Peter Ilyich Tchaikovsky
Made haste to escape in a drosky
When he couldn't face getting his leg over 
Antonina Ivanovna Miliukova.


----------



## TurnaboutVox (Sep 22, 2013)

Charles Louis Eugène Koechlin
A Frenchman who orchestrated Rudyard Kiplin'
His 'Jungle Book' songs did not bring worldly success
But eccentric projects were what he did bes'


----------



## DeepR (Apr 13, 2012)

Scriabin nearly lost his mind
When he thought his music could transfigure mankind
And while his music was considered modern and hip
This self-appointed messiah died from a pimple on his lip


----------



## Reichstag aus LICHT (Oct 25, 2010)

Michael Tippett
Would order vintage wine and sip it -
The bill he left owin'
To Meirion Bowen


----------



## superhorn (Mar 23, 2010)

This one is about a famous opera singer and is only two lines, but it's really good . 
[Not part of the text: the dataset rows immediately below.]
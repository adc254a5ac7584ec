//! Error types for the report RAG pipeline

use axum::{
    http::StatusCode,
    response::{IntoResponse, Response},
    Json,
};
use serde_json::json;
use thiserror::Error;
use uuid::Uuid;

/// Result type alias for pipeline operations
pub type Result<T> = std::result::Result<T, Error>;

/// Pipeline errors
#[derive(Debug, Error)]
pub enum Error {
    /// Configuration error (including missing credentials)
    #[error("Configuration error: {0}")]
    Config(String),

    /// The source document could not be structurally analyzed
    #[error("Failed to parse '{source_name}': {message}")]
    ParseFailure { source_name: String, message: String },

    /// A summarization, answering, or embedding call failed
    #[error("Generation failed: {message}")]
    Generation { message: String, retryable: bool },

    /// An external call exceeded its time budget
    #[error("{operation} timed out after {secs}s")]
    Timeout { operation: String, secs: u64 },

    /// Query attempted before any successful build
    #[error("Please process the document first!")]
    NotReady,

    /// Identifier present in the search store but absent from the payload store
    #[error("Record {id} is indexed for search but has no stored payload")]
    LookupFailure { id: Uuid },

    /// Caller-supplied input violates a precondition
    #[error("Validation error: {0}")]
    Validation(String),

    /// A second build was attempted while one is in flight
    #[error("A document build is already in progress")]
    BuildInProgress,

    /// A build observed a cancellation request
    #[error("Operation cancelled")]
    Cancelled,

    /// Index persistence or consistency error
    #[error("Store error: {0}")]
    Store(String),

    /// IO error
    #[error("IO error: {0}")]
    Io(#[from] std::io::Error),

    /// JSON error
    #[error("JSON error: {0}")]
    Json(#[from] serde_json::Error),

    /// TOML config error
    #[error("Config file error: {0}")]
    Toml(#[from] toml::de::Error),

    /// HTTP request error
    #[error("HTTP request error: {0}")]
    Http(#[from] reqwest::Error),

    /// Internal error
    #[error("Internal error: {0}")]
    Internal(String),
}

impl Error {
    /// Create a parse failure
    pub fn parse(source_name: impl Into<String>, message: impl Into<String>) -> Self {
        Self::ParseFailure {
            source_name: source_name.into(),
            message: message.into(),
        }
    }

    /// Create a non-retryable generation error (malformed input or response)
    pub fn generation(message: impl Into<String>) -> Self {
        Self::Generation {
            message: message.into(),
            retryable: false,
        }
    }

    /// Create a retryable generation error (transient network or quota failure)
    pub fn transient(message: impl Into<String>) -> Self {
        Self::Generation {
            message: message.into(),
            retryable: true,
        }
    }

    /// Create a store error
    pub fn store(message: impl Into<String>) -> Self {
        Self::Store(message.into())
    }

    /// Classify a non-success HTTP status from a model service.
    ///
    /// Quota (429) and server-side (5xx) failures are retryable, everything
    /// else points at the request itself.
    pub fn from_status(service: &str, status: reqwest::StatusCode, body: &str) -> Self {
        let message = format!("{} returned HTTP {}: {}", service, status, body);
        if status == reqwest::StatusCode::TOO_MANY_REQUESTS
            || status == reqwest::StatusCode::REQUEST_TIMEOUT
            || status.is_server_error()
        {
            Self::transient(message)
        } else {
            Self::generation(message)
        }
    }

    /// Whether a bounded retry may succeed
    pub fn is_retryable(&self) -> bool {
        match self {
            Error::Generation { retryable, .. } => *retryable,
            Error::Timeout { .. } => true,
            Error::Http(err) => err.is_timeout() || err.is_connect(),
            _ => false,
        }
    }
}

impl IntoResponse for Error {
    fn into_response(self) -> Response {
        let (status, error_type) = match &self {
            Error::Config(_) => (StatusCode::INTERNAL_SERVER_ERROR, "config_error"),
            Error::ParseFailure { .. } => (StatusCode::BAD_REQUEST, "parse_failure"),
            Error::Generation { .. } => (StatusCode::SERVICE_UNAVAILABLE, "generation_failure"),
            Error::Timeout { .. } => (StatusCode::GATEWAY_TIMEOUT, "timeout"),
            Error::NotReady => (StatusCode::CONFLICT, "not_ready"),
            Error::LookupFailure { .. } => (StatusCode::INTERNAL_SERVER_ERROR, "lookup_failure"),
            Error::Validation(_) => (StatusCode::UNPROCESSABLE_ENTITY, "validation_error"),
            Error::BuildInProgress => (StatusCode::CONFLICT, "build_in_progress"),
            Error::Cancelled => (StatusCode::CONFLICT, "cancelled"),
            Error::Store(_) => (StatusCode::INTERNAL_SERVER_ERROR, "store_error"),
            Error::Io(_) => (StatusCode::INTERNAL_SERVER_ERROR, "io_error"),
            Error::Json(_) => (StatusCode::BAD_REQUEST, "json_error"),
            Error::Toml(_) => (StatusCode::INTERNAL_SERVER_ERROR, "config_error"),
            Error::Http(_) => (StatusCode::BAD_GATEWAY, "http_error"),
            Error::Internal(_) => (StatusCode::INTERNAL_SERVER_ERROR, "internal_error"),
        };

        if status.is_server_error() {
            tracing::error!("{}", self);
        }

        let body = Json(json!({
            "error": {
                "type": error_type,
                "message": self.to_string(),
            }
        }));

        (status, body).into_response()
    }
}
Boris Christoff was rather pissed off when somebody called him a vulgar Bulgar .


----------



## Dr Johnson (Jun 26, 2015)

The rustic Bruckner, Anton
Seldom used rope or crampon,
But his massive symphonies
Were built on vertiginous antiphonies.


----------



## TurnaboutVox (Sep 22, 2013)

Dr Johnson said:


> The rustic Bruckner, Anton
> Seldom used rope or crampon,
> But his massive symphonies
> Were built on vertiginous antiphonies.


Very good indeed!

I couldn't find a suitable rhyme for Bruckner either, Dr J.


----------



## Guest (Feb 12, 2016)

clara s said:


> an iambic


mmmmm...Belgian beer...


----------



## Guest (Feb 12, 2016)

TurnaboutVox said:


> Very good indeed!
> 
> I couldn't find a suitable rhyme for Bruckner either, Dr J.


What about Xenakis then, would "knackers" do?


----------



## Dr Johnson (Jun 26, 2015)

dogen said:


> What about Xenakis then, would "knackers" do?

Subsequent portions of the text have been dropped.